Imprese agricole, zootecniche e agroindustriali che possiedono o gestiscono fabbricati strumentali all’attività (stalle, serre, magazzini, cantine, ecc.) con coperture idonee all’installazione di pannelli fotovoltaici. Non è necessario che si tratti di proprietà: sono ammissibili anche aziende con fabbricati in affitto, a condizione che siano strumentali all’attività produttiva. L’impianto non deve occupare suolo agricolo (i pannelli vanno sui tetti esistenti).

In cosa consiste: 

Contributo a fondo perduto per installare pannelli fotovoltaici sui tetti dei capannoni e degli edifici produttivi. Per la produzione agricola primaria, l’intensità dell’aiuto può arrivare fino all’80% delle spese ammissibili. Il contributo copre acquisto e posa in opera dell’impianto; è previsto un importo aggiuntivo per chi deve rimuovere la copertura in amianto/eternit prima dell’installazione. Il vantaggio è doppio: si ottiene un contributo cospicuo senza consumare suolo, e l’azienda riduce strutturalmente i costi energetici producendo la propria energia elettrica.

Scadenze: 

Le finestre di apertura dipendono dagli avvisi pubblicati dal GSE (Gestore dei Servizi Energetici). Non c’è una scadenza fissa: monitorare il sito GSE per nuovi avvisi e il portale MASAF per aggiornamenti.

Link pagina GSEhttps://www.gse.it/servizi-per-te/attuazione-misure-pnrr/parco-agrisolare

Link Regolamento Operativo (PDF): https://www.gse.it/documenti_site/Documenti%20GSE/Servizi%20per%20te/Attuazione%20misure%20PNRR/Agrisolare/Allegato_A___Regolamento_Operativo.pdf

Link pagina MASAF (Facility): https://www.masaf.gov.it/flex/cm/pages/ServeBLOB.php/L/IT/IDPagina/23889


Nazionali – Nuove imprese

Invitalia – ON “Oltre Nuove imprese a tasso zero”

A chi è adatto: 

Micro e piccole imprese (non ditte individuali) costituite da non più di 60 mesi dalla presentazione della domanda, con compagine sociale composta per oltre il 51% — sia per numero di soci che per quota di capitale — da: giovani tra 18 e 35 anni, oppure donne di qualsiasi età.
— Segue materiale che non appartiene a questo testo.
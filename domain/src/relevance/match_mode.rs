//! Keyword match mode value object

use crate::core::error::DomainError;
use serde::{Deserialize, Serialize};

/// How domain keywords are compared against a user message.
#[derive(Debug, Clone, Copy, Default, PartialEq, Eq, Serialize, Deserialize)]
#[serde(rename_all = "lowercase")]
pub enum MatchMode {
    /// Exact equality between whitespace-split, lower-cased tokens and
    /// list entries. Multi-word keywords never match and trailing
    /// punctuation ("solar?") defeats a match.
    #[default]
    Token,
    /// Punctuation-insensitive word sequences. Multi-word keywords match
    /// when their words appear contiguously in the message.
    Phrase,
}

impl MatchMode {
    pub fn as_str(&self) -> &'static str {
        match self {
            MatchMode::Token => "token",
            MatchMode::Phrase => "phrase",
        }
    }
}

impl std::fmt::Display for MatchMode {
    fn fmt(&self, f: &mut std::fmt::Formatter<'_>) -> std::fmt::Result {
        f.write_str(self.as_str())
    }
}

impl std::str::FromStr for MatchMode {
    type Err = DomainError;

    fn from_str(s: &str) -> Result<Self, Self::Err> {
        match s.trim().to_lowercase().as_str() {
            "token" => Ok(MatchMode::Token),
            "phrase" => Ok(MatchMode::Phrase),
            other => Err(DomainError::InvalidMatchMode(other.to_string())),
        }
    }
}

#[cfg(test)]
mod tests {
    use super::*;

    #[test]
    fn test_default_is_token() {
        assert_eq!(MatchMode::default(), MatchMode::Token);
    }

    #[test]
    fn test_parse() {
        assert_eq!("phrase".parse::<MatchMode>().unwrap(), MatchMode::Phrase);
        assert_eq!(" Token ".parse::<MatchMode>().unwrap(), MatchMode::Token);
        assert!("fuzzy".parse::<MatchMode>().is_err());
    }

    #[test]
    fn test_deserialize_lowercase() {
        let mode: MatchMode = serde_json::from_str("\"phrase\"").unwrap();
        assert_eq!(mode, MatchMode::Phrase);
    }
}
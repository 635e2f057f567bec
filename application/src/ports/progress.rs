//! Progress notification port
//!
//! Lets the presentation layer show activity while a model call is in flight.

use solar_domain::Model;

/// Callback for progress updates during turn processing
///
/// Implementations live in the presentation layer (spinner, plain text, ...).
pub trait TurnNotifier: Send + Sync {
    /// Called right before the model is contacted
    fn on_model_call_start(&self, model: &Model);

    /// Called when the model call returned or faulted
    fn on_model_call_end(&self, model: &Model, success: bool);
}

/// No-op notifier for when progress reporting is not needed
pub struct NoProgress;

impl TurnNotifier for NoProgress {
    fn on_model_call_start(&self, _model: &Model) {}
    fn on_model_call_end(&self, _model: &Model, _success: bool) {}
}
//! Transcript entity
//!
//! The transcript is what the user sees: one [`Turn`] per processed
//! message, in submission order. It only grows, except for an explicit
//! [`Transcript::clear`].

use serde::{Deserialize, Serialize};

/// One processed user message and the single reply it received.
#[derive(Debug, Clone, PartialEq, Eq, Serialize, Deserialize)]
pub struct Turn {
    user: String,
    reply: String,
}

impl Turn {
    pub fn new(user: impl Into<String>, reply: impl Into<String>) -> Self {
        Self {
            user: user.into(),
            reply: reply.into(),
        }
    }

    pub fn user(&self) -> &str {
        &self.user
    }

    pub fn reply(&self) -> &str {
        &self.reply
    }
}

/// Ordered sequence of turns for one session.
#[derive(Debug, Clone, Default, PartialEq, Eq, Serialize, Deserialize)]
pub struct Transcript {
    turns: Vec<Turn>,
}

impl Transcript {
    pub fn new() -> Self {
        Self::default()
    }

    /// Append a turn at the end.
    pub fn push(&mut self, user: impl Into<String>, reply: impl Into<String>) {
        self.turns.push(Turn::new(user, reply));
    }

    /// Drop every turn.
    pub fn clear(&mut self) {
        self.turns.clear();
    }

    pub fn len(&self) -> usize {
        self.turns.len()
    }

    pub fn is_empty(&self) -> bool {
        self.turns.is_empty()
    }

    /// The most recent turn, if any.
    pub fn last(&self) -> Option<&Turn> {
        self.turns.last()
    }

    pub fn turns(&self) -> &[Turn] {
        &self.turns
    }

    pub fn iter(&self) -> std::slice::Iter<'_, Turn> {
        self.turns.iter()
    }
}

impl<'a> IntoIterator for &'a Transcript {
    type Item = &'a Turn;
    type IntoIter = std::slice::Iter<'a, Turn>;

    fn into_iter(self) -> Self::IntoIter {
        self.iter()
    }
}

#[cfg(test)]
mod tests {
    use super::*;

    #[test]
    fn test_push_preserves_order() {
        let mut transcript = Transcript::new();
        for i in 0..5 {
            transcript.push(format!("q{i}"), format!("a{i}"));
        }

        assert_eq!(transcript.len(), 5);
        for (i, turn) in transcript.iter().enumerate() {
            assert_eq!(turn.user(), format!("q{i}"));
            assert_eq!(turn.reply(), format!("a{i}"));
        }
        assert_eq!(transcript.last().unwrap().user(), "q4");
    }

    #[test]
    fn test_clear_empties() {
        let mut transcript = Transcript::new();
        transcript.push("solar?", "yes");
        transcript.clear();
        assert!(transcript.is_empty());
        assert!(transcript.last().is_none());
    }

    #[test]
    fn test_serializes_as_pairs() {
        let mut transcript = Transcript::new();
        transcript.push("Tell me about solar batteries.", "They store energy.");
        let json = serde_json::to_value(&transcript).unwrap();
        assert_eq!(json["turns"][0]["user"], "Tell me about solar batteries.");
        assert_eq!(json["turns"][0]["reply"], "They store energy.");
    }
}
È possibile fare domanda anche come persona fisica, impegnandosi a costituire la società entro 45 giorni dall’ammissione. Settori ammessi: industria, artigianato, trasformazione di prodotti agricoli, servizi alle imprese o alle persone, commercio, turismo. Esclusi pesca, acquacoltura e produzione agricola primaria.

In cosa consiste: 

Incentivo nazionale gestito da Invitalia per progetti d’investimento da 250.000€ a 3.000.000€. Le agevolazioni possono coprire fino al 90% delle spese totali attraverso un mix di finanziamento a tasso zero (rimborsabile in 10 anni) + contributo a fondo perduto (20% delle spese in macchinari/ICT/brevetti per imprese under 36 mesi; 15% per imprese tra 36 e 60 mesi). Non ci sono graduatorie né click day: la domanda viene valutata in ordine di presentazione con un colloquio con Invitalia entro circa 60 giorni. È fondamentale presentarsi con business plan dettagliato e preventivi già pronti.

Scadenze: 

Misura a sportello senza scadenza predefinita, aperta fino a esaurimento delle risorse. Attiva dal 24/03/2022, rifinanziata nel 2025. Non ci sono date di chiusura annunciate.